(Stored items)
*** Begin section ***
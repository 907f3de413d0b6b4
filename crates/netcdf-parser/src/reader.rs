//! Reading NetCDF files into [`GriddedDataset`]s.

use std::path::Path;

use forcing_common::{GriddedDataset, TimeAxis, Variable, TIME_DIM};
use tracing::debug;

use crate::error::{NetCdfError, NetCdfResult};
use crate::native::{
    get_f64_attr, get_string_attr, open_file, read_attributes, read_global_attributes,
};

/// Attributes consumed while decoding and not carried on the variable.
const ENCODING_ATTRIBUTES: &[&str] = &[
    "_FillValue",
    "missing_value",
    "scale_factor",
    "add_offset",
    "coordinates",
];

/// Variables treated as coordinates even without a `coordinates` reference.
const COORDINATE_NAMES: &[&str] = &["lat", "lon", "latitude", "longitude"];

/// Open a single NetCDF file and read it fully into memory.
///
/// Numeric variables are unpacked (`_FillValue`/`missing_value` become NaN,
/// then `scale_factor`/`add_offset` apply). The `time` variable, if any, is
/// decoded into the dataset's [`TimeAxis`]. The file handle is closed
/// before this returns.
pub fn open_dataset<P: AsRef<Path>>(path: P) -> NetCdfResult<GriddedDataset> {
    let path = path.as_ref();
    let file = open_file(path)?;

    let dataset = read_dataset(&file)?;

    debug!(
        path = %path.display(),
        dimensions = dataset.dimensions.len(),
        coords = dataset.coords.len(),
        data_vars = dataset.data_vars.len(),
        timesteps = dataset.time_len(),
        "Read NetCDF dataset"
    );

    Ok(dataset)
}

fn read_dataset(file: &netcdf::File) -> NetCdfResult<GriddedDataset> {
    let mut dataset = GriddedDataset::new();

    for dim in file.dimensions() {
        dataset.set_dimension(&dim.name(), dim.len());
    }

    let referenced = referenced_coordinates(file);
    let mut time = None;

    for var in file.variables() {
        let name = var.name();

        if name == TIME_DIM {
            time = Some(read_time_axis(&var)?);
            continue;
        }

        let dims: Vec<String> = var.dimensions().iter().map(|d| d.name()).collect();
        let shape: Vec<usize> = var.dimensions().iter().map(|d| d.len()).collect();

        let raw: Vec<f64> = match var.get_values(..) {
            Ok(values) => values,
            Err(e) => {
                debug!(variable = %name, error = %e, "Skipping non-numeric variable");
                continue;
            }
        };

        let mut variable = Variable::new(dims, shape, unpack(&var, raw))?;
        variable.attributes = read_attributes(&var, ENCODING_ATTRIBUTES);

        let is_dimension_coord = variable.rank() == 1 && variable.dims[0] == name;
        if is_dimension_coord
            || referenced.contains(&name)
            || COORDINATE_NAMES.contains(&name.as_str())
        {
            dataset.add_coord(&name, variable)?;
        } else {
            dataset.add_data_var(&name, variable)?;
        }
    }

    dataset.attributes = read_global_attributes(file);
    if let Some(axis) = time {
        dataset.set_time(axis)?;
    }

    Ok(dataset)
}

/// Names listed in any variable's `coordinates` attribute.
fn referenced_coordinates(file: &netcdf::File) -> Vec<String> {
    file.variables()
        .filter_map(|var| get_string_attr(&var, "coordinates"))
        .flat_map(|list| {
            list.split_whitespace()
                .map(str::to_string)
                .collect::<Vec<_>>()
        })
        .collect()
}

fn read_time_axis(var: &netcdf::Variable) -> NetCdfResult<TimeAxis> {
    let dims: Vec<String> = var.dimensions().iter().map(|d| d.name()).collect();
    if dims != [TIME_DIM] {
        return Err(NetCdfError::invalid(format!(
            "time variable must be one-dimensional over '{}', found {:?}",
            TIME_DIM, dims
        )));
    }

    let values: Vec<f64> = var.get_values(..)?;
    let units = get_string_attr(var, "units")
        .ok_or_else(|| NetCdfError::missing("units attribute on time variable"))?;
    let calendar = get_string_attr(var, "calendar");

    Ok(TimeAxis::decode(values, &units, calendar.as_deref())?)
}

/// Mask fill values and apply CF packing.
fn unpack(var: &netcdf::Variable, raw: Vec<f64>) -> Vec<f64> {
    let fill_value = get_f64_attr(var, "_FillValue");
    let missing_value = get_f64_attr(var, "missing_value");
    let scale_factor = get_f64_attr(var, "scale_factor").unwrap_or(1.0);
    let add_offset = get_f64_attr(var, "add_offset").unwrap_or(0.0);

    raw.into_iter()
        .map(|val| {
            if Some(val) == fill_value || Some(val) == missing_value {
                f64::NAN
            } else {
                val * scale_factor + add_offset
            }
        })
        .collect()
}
*** End section ***
*** Begin section ***
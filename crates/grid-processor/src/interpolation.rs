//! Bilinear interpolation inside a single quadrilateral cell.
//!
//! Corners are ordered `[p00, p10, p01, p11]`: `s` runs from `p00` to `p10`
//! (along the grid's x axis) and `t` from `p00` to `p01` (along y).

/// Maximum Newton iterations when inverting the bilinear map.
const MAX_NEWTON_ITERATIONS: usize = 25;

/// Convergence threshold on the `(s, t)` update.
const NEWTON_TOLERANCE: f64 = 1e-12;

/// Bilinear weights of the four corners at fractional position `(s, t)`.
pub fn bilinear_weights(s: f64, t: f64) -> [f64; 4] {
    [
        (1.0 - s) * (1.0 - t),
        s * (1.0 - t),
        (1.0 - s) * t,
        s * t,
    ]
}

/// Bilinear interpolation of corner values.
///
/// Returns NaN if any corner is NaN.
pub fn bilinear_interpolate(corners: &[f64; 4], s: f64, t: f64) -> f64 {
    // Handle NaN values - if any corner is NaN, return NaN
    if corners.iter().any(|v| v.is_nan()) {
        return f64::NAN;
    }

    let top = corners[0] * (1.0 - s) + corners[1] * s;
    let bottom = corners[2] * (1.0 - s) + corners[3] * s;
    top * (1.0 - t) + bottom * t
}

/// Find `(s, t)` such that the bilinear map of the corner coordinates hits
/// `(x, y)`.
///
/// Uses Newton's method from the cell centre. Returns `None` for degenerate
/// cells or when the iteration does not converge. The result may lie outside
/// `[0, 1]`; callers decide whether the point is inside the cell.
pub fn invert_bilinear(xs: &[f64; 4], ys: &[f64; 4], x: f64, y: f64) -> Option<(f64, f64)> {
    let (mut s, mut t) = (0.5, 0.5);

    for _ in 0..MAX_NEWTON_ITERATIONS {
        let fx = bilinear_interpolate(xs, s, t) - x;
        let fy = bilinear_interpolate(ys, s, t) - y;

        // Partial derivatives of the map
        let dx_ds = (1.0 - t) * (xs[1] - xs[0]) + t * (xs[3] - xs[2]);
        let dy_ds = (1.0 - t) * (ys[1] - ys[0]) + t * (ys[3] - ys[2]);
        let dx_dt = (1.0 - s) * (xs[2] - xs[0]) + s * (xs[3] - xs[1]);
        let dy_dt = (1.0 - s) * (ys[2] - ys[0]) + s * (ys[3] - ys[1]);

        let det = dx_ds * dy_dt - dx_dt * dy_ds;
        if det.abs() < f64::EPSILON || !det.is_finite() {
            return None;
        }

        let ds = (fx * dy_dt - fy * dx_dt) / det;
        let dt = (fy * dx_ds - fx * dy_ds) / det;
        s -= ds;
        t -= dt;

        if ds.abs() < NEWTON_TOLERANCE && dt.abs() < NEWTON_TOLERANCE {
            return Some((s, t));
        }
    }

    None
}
*** End section ***
*** Begin section ***
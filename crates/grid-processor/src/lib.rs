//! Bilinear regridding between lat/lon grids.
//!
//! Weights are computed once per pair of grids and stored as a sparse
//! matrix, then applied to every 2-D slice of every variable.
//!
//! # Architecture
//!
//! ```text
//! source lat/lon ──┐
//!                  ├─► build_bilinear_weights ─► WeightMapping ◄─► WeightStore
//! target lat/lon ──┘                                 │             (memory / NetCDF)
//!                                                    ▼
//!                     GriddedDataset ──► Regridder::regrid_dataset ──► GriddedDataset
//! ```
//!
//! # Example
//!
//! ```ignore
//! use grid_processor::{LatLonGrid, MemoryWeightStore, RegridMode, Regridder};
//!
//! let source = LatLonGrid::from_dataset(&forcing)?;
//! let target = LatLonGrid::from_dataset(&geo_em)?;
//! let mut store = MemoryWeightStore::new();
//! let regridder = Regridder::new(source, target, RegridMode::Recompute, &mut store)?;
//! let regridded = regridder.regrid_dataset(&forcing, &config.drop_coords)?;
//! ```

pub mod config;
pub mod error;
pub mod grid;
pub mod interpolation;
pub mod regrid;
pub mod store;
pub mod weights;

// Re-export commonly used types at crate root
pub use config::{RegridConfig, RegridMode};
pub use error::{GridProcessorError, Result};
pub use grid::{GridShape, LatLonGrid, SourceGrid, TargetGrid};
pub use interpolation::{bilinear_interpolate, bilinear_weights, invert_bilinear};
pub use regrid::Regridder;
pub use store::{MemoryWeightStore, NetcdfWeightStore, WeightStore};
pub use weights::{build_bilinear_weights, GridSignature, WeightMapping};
*** End section ***
Activity:
In the lines above, find each one with "None" and list it.

Solved problem:
    let mut time = None;
/// Uses Newton's method from the cell centre. Returns `None` for degenerate
            return None;
    None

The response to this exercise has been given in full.